Google sent a 13-page letter to Congress this week that can be summarized in a single sentence: "We're not being evil."
In a wide-ranging letter addressed to eight U.S. representatives, Google defended the changes it plans to implement in its privacy policies and said that users who want their data kept separate from multiple Google services have nothing to fear as long as they take the correct precautions.
In the interest of saving you the time of reading the entire 13-page document yourself, we've broken down Google's letter to Congress into five main points that will be most relevant to its defense should it face a congressional inquiry over the next year.
Point No. 1: Google still isn't selling your personal data.
How many times can Google find different ways to tell Congress that it isn't selling users' personal data to interested parties? Let's see: "We are not selling our users' data." "We do not sell users' personally identifiable information." "Google does not sell, trade or rent personally identifiable user information."
You get the idea. While Google has long tracked users and has delivered targeted ads to them based on keywords they use frequently, the company is not, repeat, not selling your information to third-party marketers who can target you with their own ads. So if you're worried about multiple marketing firms learning about your somewhat creepy obsession with My Little Pony, for instance, you don't need to worry about it.
Point No. 2: You're still up the creek if you get reeled in by a phishing scam.
Citing an attempt by hackers to access White House staffers' Gmail accounts last year, Congress has asked Google if it is taking any new security steps to protect all the information that is now shared across Gmail, Google's search engine and YouTube. Google basically responds by saying, "Not really."
Basically, if you compromise your Gmail account by falling for a phishing scandal and you haven't already turned on Google's two-step verification tool, then hackers will potentially have access not just to your Gmail but to your Google account as a whole. In other words, if you're getting ads in your Gmail inbox that are based on frequent searches you've been doing, a smart hacker will likely be able to figure out what you've been searching for. Said hacker will also have access to your Google+ and YouTube accounts as well if you haven't set up separate accounts for each of them.
The lesson here, folks, is to be really, really careful when you sign into your Gmail account because it's not just your Gmail information that hackers could potentially swipe anymore.
Point No. 3: You can still use Google and YouTube for searching without Google knowing that you are the one doing the search.
One of the main objections that critics of Google's new policy has been that many users may not want to see ads in their Gmail inboxes for things they search for on Google's main search engine or on YouTube. But there's a fairly simple way around this, Google says: Sign out of your Gmail account before you do any searching.
"Information is associated with a given user only if the user is signed into their Google Account," writes Google. "If a user maintains two separate Google Accounts -- for example a work account and a personal account -- Google will not use information about one account to personalize the other."
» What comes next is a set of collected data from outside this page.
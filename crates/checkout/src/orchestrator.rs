//! The per-attempt payment state machine.
//!
//! One [`PaymentOrchestrator`] drives exactly one checkout attempt:
//! `Idle -> MethodSelected -> AwaitingExternal (UPI/PayPal only) -> Resolved`,
//! with `Resolved` absorbing. It owns the gateway adapters, applies the UPI
//! app-switch heuristic, and hands back a terminal [`PaymentAttempt`] for
//! [`crate::order::OrderSubmitter`] to consume.

use std::sync::Arc;

use async_trait::async_trait;
use chrono::Utc;
use tracing::{info, instrument, warn};

use saffron_core::{AttemptStatus, ExternalRef, PaymentAttempt, PaymentMethod};

use crate::cart::CartStore;
use crate::config::UpiHeuristics;
use crate::error::CheckoutError;
use crate::form::CheckoutForm;
use crate::gateway::{
    CardGatewayAdapter, GatewayOutcome, ManualAdapter, PaymentRequest, PaypalAdapter, UpiAdapter,
};
use crate::lifecycle::{AppLifecycleMonitor, LifecycleSource, ReturnOutcome};

/// UI seam for the binary UPI confirmation ("Payment Completed" /
/// "Payment Failed"). The answer is adopted verbatim; nothing verifies it.
#[async_trait]
pub trait ConfirmationPrompt: Send + Sync {
    /// Ask whether the external payment completed. `true` means completed.
    async fn confirm_payment(&self) -> bool;
}

/// Where the attempt currently stands.
#[derive(Debug, Clone, Copy, PartialEq, Eq)]
pub enum CheckoutPhase {
    Idle,
    MethodSelected(PaymentMethod),
    /// Control is in another app's hands; only the heuristic or the
    /// timeout exits.
    AwaitingExternal(PaymentMethod),
    /// The attempt ended, as far as this core resolves it. For PayPal the
    /// carried status is `AwaitingExternal`: the redirect outcome is
    /// reconciled outside this core.
    Resolved(AttemptStatus),
}

impl CheckoutPhase {
    /// Whether the attempt can no longer be driven.
    #[must_use]
    pub const fn is_settled(self) -> bool {
        matches!(self, Self::Resolved(_))
    }
}

/// What `execute` hands back: the attempt plus, for PayPal, the redirect
/// URL the host must open.
#[derive(Debug, Clone)]
pub struct AttemptResult {
    pub attempt: PaymentAttempt,
    pub redirect_url: Option<String>,
}

/// Drives one payment attempt through the gateway adapters.
pub struct PaymentOrchestrator {
    upi: UpiAdapter,
    card: CardGatewayAdapter,
    paypal: PaypalAdapter,
    manual: ManualAdapter,
    lifecycle: LifecycleSource,
    prompt: Arc<dyn ConfirmationPrompt>,
    heuristics: UpiHeuristics,
    phase: CheckoutPhase,
}

impl PaymentOrchestrator {
    #[must_use]
    pub fn new(
        upi: UpiAdapter,
        card: CardGatewayAdapter,
        lifecycle: LifecycleSource,
        prompt: Arc<dyn ConfirmationPrompt>,
        heuristics: UpiHeuristics,
    ) -> Self {
        Self {
            upi,
            card,
            paypal: PaypalAdapter::new(),
            manual: ManualAdapter::new(),
            lifecycle,
            prompt,
            heuristics,
            phase: CheckoutPhase::Idle,
        }
    }

    #[must_use]
    pub const fn phase(&self) -> CheckoutPhase {
        self.phase
    }

    /// Choose (or re-choose) the payment method.
    ///
    /// # Errors
    ///
    /// Rejected once a payment is in flight or the attempt has resolved.
    pub fn select_method(&mut self, method: PaymentMethod) -> Result<(), CheckoutError> {
        match self.phase {
            CheckoutPhase::Idle | CheckoutPhase::MethodSelected(_) => {
                self.phase = CheckoutPhase::MethodSelected(method);
                Ok(())
            }
            CheckoutPhase::AwaitingExternal(_) => {
                Err(CheckoutError::InvalidState("a payment is already in flight"))
            }
            CheckoutPhase::Resolved(_) => {
                Err(CheckoutError::InvalidState("this attempt has already resolved"))
            }
        }
    }

    /// Abandon the attempt before any payment starts.
    ///
    /// # Errors
    ///
    /// Once `AwaitingExternal` is entered there is no way to abort the
    /// external app context; only the heuristic or the timeout exits.
    pub fn cancel(&mut self) -> Result<(), CheckoutError> {
        match self.phase {
            CheckoutPhase::Idle | CheckoutPhase::MethodSelected(_) => {
                self.phase = CheckoutPhase::Resolved(AttemptStatus::Cancelled);
                Ok(())
            }
            CheckoutPhase::AwaitingExternal(_) => {
                Err(CheckoutError::InvalidState("cannot abort an external payment"))
            }
            CheckoutPhase::Resolved(_) => {
                Err(CheckoutError::InvalidState("this attempt has already resolved"))
            }
        }
    }

    /// Run the selected method to a terminal outcome.
    ///
    /// Preconditions checked before anything leaves this process: a method
    /// is selected, the cart is non-empty, and the form validates. A
    /// declined or cancelled payment is not an error; it comes back as the
    /// attempt's terminal status with a reason.
    ///
    /// # Errors
    ///
    /// Precondition failures only; the attempt was not started.
    #[instrument(skip_all, fields(method))]
    pub async fn execute(
        &mut self,
        cart: &CartStore,
        form: &CheckoutForm,
        request: &PaymentRequest,
    ) -> Result<AttemptResult, CheckoutError> {
        let method = match self.phase {
            CheckoutPhase::MethodSelected(method) => method,
            CheckoutPhase::Idle => {
                return Err(CheckoutError::Validation(
                    "please select a payment method".into(),
                ));
            }
            CheckoutPhase::AwaitingExternal(_) => {
                return Err(CheckoutError::InvalidState("a payment is already in flight"));
            }
            CheckoutPhase::Resolved(_) => {
                return Err(CheckoutError::InvalidState("this attempt has already resolved"));
            }
        };
        tracing::Span::current().record("method", tracing::field::display(method));

        if cart.is_empty() {
            return Err(CheckoutError::Validation("your cart is empty".into()));
        }
        form.validate()?;

        let mut attempt = PaymentAttempt::begin(method, Utc::now());
        let mut redirect_url = None;

        match method {
            PaymentMethod::Upi => self.pay_upi(&mut attempt, request).await,
            PaymentMethod::CardGateway => {
                let outcome = self.card.initiate(request).await;
                resolve_direct(&mut attempt, outcome);
            }
            PaymentMethod::Paypal => match self.paypal.initiate(request) {
                GatewayOutcome::RedirectInitiated { url } => {
                    info!(%url, "PayPal redirect initiated");
                    attempt.status = AttemptStatus::AwaitingExternal;
                    redirect_url = Some(url);
                }
                outcome => resolve_direct(&mut attempt, outcome),
            },
            PaymentMethod::FallbackManual => {
                resolve_direct(&mut attempt, self.manual.initiate());
            }
        }

        self.phase = CheckoutPhase::Resolved(attempt.status);
        info!(status = ?attempt.status, "payment attempt resolved");
        Ok(AttemptResult {
            attempt,
            redirect_url,
        })
    }

    /// The UPI rail: open the deep link, then infer the outcome from how
    /// long the app stayed in background plus a manual confirmation.
    async fn pay_upi(&mut self, attempt: &mut PaymentAttempt, request: &PaymentRequest) {
        let link = self.upi.build_link(request);
        if !self.upi.is_openable(&link).await {
            finish(attempt, AttemptStatus::Failed, Some("no UPI app installed on this device".into()));
            return;
        }

        // Subscribe before opening so the background transition that the
        // app switch causes cannot be missed.
        let monitor = AppLifecycleMonitor::subscribe(&self.lifecycle);
        self.phase = CheckoutPhase::AwaitingExternal(PaymentMethod::Upi);
        attempt.status = AttemptStatus::AwaitingExternal;

        match self.upi.initiate(request).await {
            GatewayOutcome::AwaitExternal { .. } => {}
            GatewayOutcome::Declined { reason } => {
                finish(attempt, AttemptStatus::Failed, Some(reason));
                return;
            }
            outcome => {
                warn!(?outcome, "unexpected UPI gateway outcome");
                finish(attempt, AttemptStatus::Failed, Some("UPI payment could not start".into()));
                return;
            }
        }

        match monitor.wait_for_return(self.heuristics.wait_timeout).await {
            ReturnOutcome::TimedOut => {
                finish(
                    attempt,
                    AttemptStatus::Failed,
                    Some("payment was not confirmed in time; please retry".into()),
                );
            }
            outcome @ ReturnOutcome::Returned { .. } => {
                let elapsed = outcome.background_elapsed();
                if elapsed < self.heuristics.min_background {
                    info!(?elapsed, "returned too quickly, treating as cancelled");
                    finish(
                        attempt,
                        AttemptStatus::Cancelled,
                        Some("returned from the UPI app without completing the payment".into()),
                    );
                } else if self.prompt.confirm_payment().await {
                    finish(attempt, AttemptStatus::Success, None);
                } else {
                    finish(
                        attempt,
                        AttemptStatus::Failed,
                        Some("payment reported as failed in the UPI app".into()),
                    );
                }
            }
        }
    }
}

/// Map a direct (non-deferred) gateway outcome onto the attempt.
fn resolve_direct(attempt: &mut PaymentAttempt, outcome: GatewayOutcome) {
    match outcome {
        GatewayOutcome::Approved { external_ref } => {
            complete(attempt, external_ref);
        }
        GatewayOutcome::Declined { reason } => {
            finish(attempt, AttemptStatus::Failed, Some(reason));
        }
        GatewayOutcome::Unavailable { message } => {
            finish(attempt, AttemptStatus::Failed, Some(message));
        }
        GatewayOutcome::AwaitExternal { .. } | GatewayOutcome::RedirectInitiated { .. } => {
            warn!("deferred outcome from a direct gateway");
            finish(attempt, AttemptStatus::Failed, Some("payment could not be completed".into()));
        }
    }
}

fn finish(attempt: &mut PaymentAttempt, status: AttemptStatus, reason: Option<String>) {
    attempt.status = status;
    attempt.reason = reason;
    attempt.completed_at = Some(Utc::now());
}

fn complete(attempt: &mut PaymentAttempt, external_ref: Option<ExternalRef>) {
    attempt.status = AttemptStatus::Success;
    attempt.external_ref = external_ref;
    attempt.completed_at = Some(Utc::now());
}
So there you have it: If you don't want Google tracking your every move, log out of your Google account before searching or create more than one Google account.
Point No. 4: Users still have lots of options over how they're tracked across the Web.
In addition to pointing out that users can sign out of their Gmail accounts if they want to search for something anonymously, Google also made note of some other privacy control options that Google users have at their disposal. Among other things, users can turn off their search history, they can use the Ads Preference Manager to block ads that they don't want to see in their searches or in their inbox, they can edit all of the information stored in their Google account with Google Dashboard.
Google also points out that none of users' privacy controls will change once the new privacy rules take effect, so if you have your search engine history turned off today, it won't automatically switch back on once Google integrates data sharing among all its services.
Point No. 5: If you don't love the new integrated Google, you can always leave it.
This is obviously not what Google wants its users to do, but the company does acknowledge that this remains an option for disgruntled Googlers. There are multiple search engines, email clients and social networks out there and no one is forcing you to use Gmail or Google+. If you want to be free of Google altogether you can delete your Google account and remove your data from Google using the company's Data Liberation website.
While no one relishes the thought of packing up all their stuff and moving away from the email address they've been using for years, users who want to keep their data separate and who don't want to go through the hassle of signing out of their accounts before doing every search may be left with no other option.